A typical 3 minute allotment might look like this:
Player one hits their drive off the tee.
Player two hits their drive off the tee before player one.
Player one's clock is stopped and starts when they hit their ball out of a hazard or onto the green.
Player two's clock stops when they reach the green, but it starts again when they putt out.
Player one hits their ball onto the green.
Player two strokes their putt and misses, but player one hits their layup before player two's time starts. (Player three follows behind.)
Playing in a shotgun start tournament typically requires quick thinking and fast reflexes . You have to be ready to hit your drive off the tee once another player hits their drive.
If you're slow and you wait for a slower competitor, then you'll be the one penalized if your time runs out before they hit their shot off the tee .
It also requires that you trust the other players to have similar respect for each other's time. If someone takes too long between shots, then the penalty will typically fall on them .
Drawbacks of a shotgun start in golf
The biggest drawback is that it adds a lot of pressure to an already stressful situation.
It's not only important to focus on hitting your drive straight, but you have to be ready for other golfers' drives as well.
If someone hits their drive and you're not ready to hit yours, then you'll be penalized .
That makes it a bit more difficult for golfers who are just learning the game or taking part in a competition that's new. The shotgun start was designed with experienced players in mind.
Are shotgun start tournaments appealing?
They're not exactly as appealing as your typical 3-day golf tournament, but they're a lot more exciting in the sense that you don't have to wait around for slowpokes to catch up.
Do I prefer shotgun start tournaments?
I actually like them better than regular tournaments because it keeps everyone honest and speeds up play. Plus, we've been conditioned to believe that the first person to tee off is going to have a better shot than those who come after them, so it sort of negates that advantage.
When it was created and where to find more info
As far as I can tell, the shotgun start was created in 1929 at The Masters. It's still used to this day for that tournament and others around the world .
If you're interested in golf and are thinking about playing in a tournament, then consider the shotgun start.
Don't be intimidated because it's definitely not as easy as it sounds. I was worried at first that it would turn into a free-for-all and people wouldn't respect each other's time, but that hasn't been my experience.

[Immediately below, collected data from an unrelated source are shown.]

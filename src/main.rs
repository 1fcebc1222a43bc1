// SPDX-License-Identifier: MIT
// Copyright 2026 Roland Dreier <roland@rolandd.dev>

//! Equipment-Tracker command line
//!
//! Loads rides and the equipment store, runs one full recalculation, logs
//! every record's totals and saves the store back.
//!
//! There is no tile layout here: the command reports every record, so every
//! loaded record counts as in use and is kept by the save. Orphan dropping
//! only happens in front ends that bind a subset of the records.

use equipment_tracker::{
    config::Config,
    models::{EquipmentBody, EquipmentRecord},
    services::RideLibrary,
    time_utils::{format_date, today},
    EquipmentContext,
};
use std::sync::Arc;
use tracing_subscriber::{layer::SubscriberExt, util::SubscriberInitExt};

#[tokio::main]
async fn main() -> Result<(), Box<dyn std::error::Error>> {
    // Initialize structured JSON logging
    init_logging();

    // Load configuration from environment
    let config = Config::from_env().expect("Failed to load configuration");
    tracing::info!(
        data = %config.data_path.display(),
        rides = %config.rides_path.display(),
        units = ?config.units,
        "Starting Equipment-Tracker"
    );

    let rides = RideLibrary::load_from_file(&config.rides_path).expect("Failed to load rides");
    let timeout = config.shutdown_timeout;
    let ctx = EquipmentContext::new(config, Arc::new(rides));

    ctx.load()?;
    ctx.refresh_known_tags();

    let mut completions = ctx.coordinator.subscribe();
    ctx.coordinator.request_recalculation("startup");
    if ctx.coordinator.is_running() || ctx.coordinator.passes_completed() > 0 {
        match tokio::time::timeout(timeout, completions.recv()).await {
            Ok(Ok(done)) => tracing::info!(
                sequence = done.sequence,
                elapsed_ms = done.report.elapsed.as_secs_f64() * 1000.0,
                "Recalculation finished"
            ),
            Ok(Err(e)) => tracing::warn!(error = %e, "Completion channel closed"),
            Err(_) => tracing::warn!(timeout_secs = timeout.as_secs(), "Recalculation timed out"),
        }
    } else {
        tracing::info!("No rides to aggregate");
    }

    let adopted = ctx.registry.adopt_all();
    tracing::debug!(adopted, "Reporting every equipment record");
    let today = today();
    for record in ctx.registry.records() {
        report(&record, today);
    }

    // Waiting for the pass to drain blocks on a condvar.
    let saved = tokio::task::block_in_place(|| ctx.shutdown())?;
    tracing::info!(saved = saved.saved, discarded = saved.discarded, "Shutdown complete");
    Ok(())
}

fn report(record: &EquipmentRecord, today: chrono::NaiveDate) {
    let labels = record.labels();
    let reference = record.reference();
    match record.body() {
        EquipmentBody::Item(item) => {
            let totals = item.totals();
            let alerts = item.alerts(today);
            tracing::info!(
                reference = %reference,
                chart = %labels.chart,
                tile = %labels.tile,
                activities = totals.activities,
                time_secs = totals.time_secs,
                tracked_distance = totals.tracked_distance,
                total_distance = totals.total_distance,
                tracked_elevation = totals.tracked_elevation,
                total_elevation = totals.total_elevation,
                needs_attention = alerts.needs_attention(),
                "Equipment item"
            );
        }
        EquipmentBody::Summary(summary) => {
            let totals = summary.totals();
            let config = summary.config();
            tracing::info!(
                reference = %reference,
                chart = %labels.chart,
                tile = %labels.tile,
                tag = %config.tag(),
                activities = totals.activities,
                distance = totals.distance,
                elevation = totals.elevation,
                time_secs = totals.time_secs,
                earliest = %format_date(totals.earliest),
                latest = %format_date(totals.latest),
                athletes = ?totals.per_athlete,
                "Equipment summary"
            );
        }
        EquipmentBody::History(history) => {
            tracing::info!(
                reference = %reference,
                tile = %labels.tile,
                entries = history.config().entries.len(),
                "Equipment history"
            );
        }
        EquipmentBody::Notes(_) => {
            tracing::debug!(reference = %reference, tile = %labels.tile, "Equipment notes");
        }
    }
}

/// Initialize structured JSON logging.
fn init_logging() {
    let format = tracing_subscriber::fmt::layer()
        .json()
        .with_target(false)
        .with_current_span(true)
        .flatten_event(true);

    tracing_subscriber::registry()
        .with(
            tracing_subscriber::EnvFilter::from_default_env()
                .add_directive("equipment_tracker=debug".parse().unwrap())
                .add_directive("info".parse().unwrap()),
        )
        .with(format)
        .init();
}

The shotgun start gives you a lot of flexibility in terms of when you play your shot, so it's not all that stressful or time-consuming. In fact, the times are clearly posted and officials watching for slowpokes make it easier to stay on schedule .
That said, if you're looking forward to relaxing with a round of golf with a few buddies, then it might not be the best idea. It's really designed for tournament play where you're trying to win rather than getting exercise or having fun.
If that's your goal, then give the shotgun start a try and see how you like it!
I'd love to hear from other pro golfers who have experience participating in shotgun start tournaments.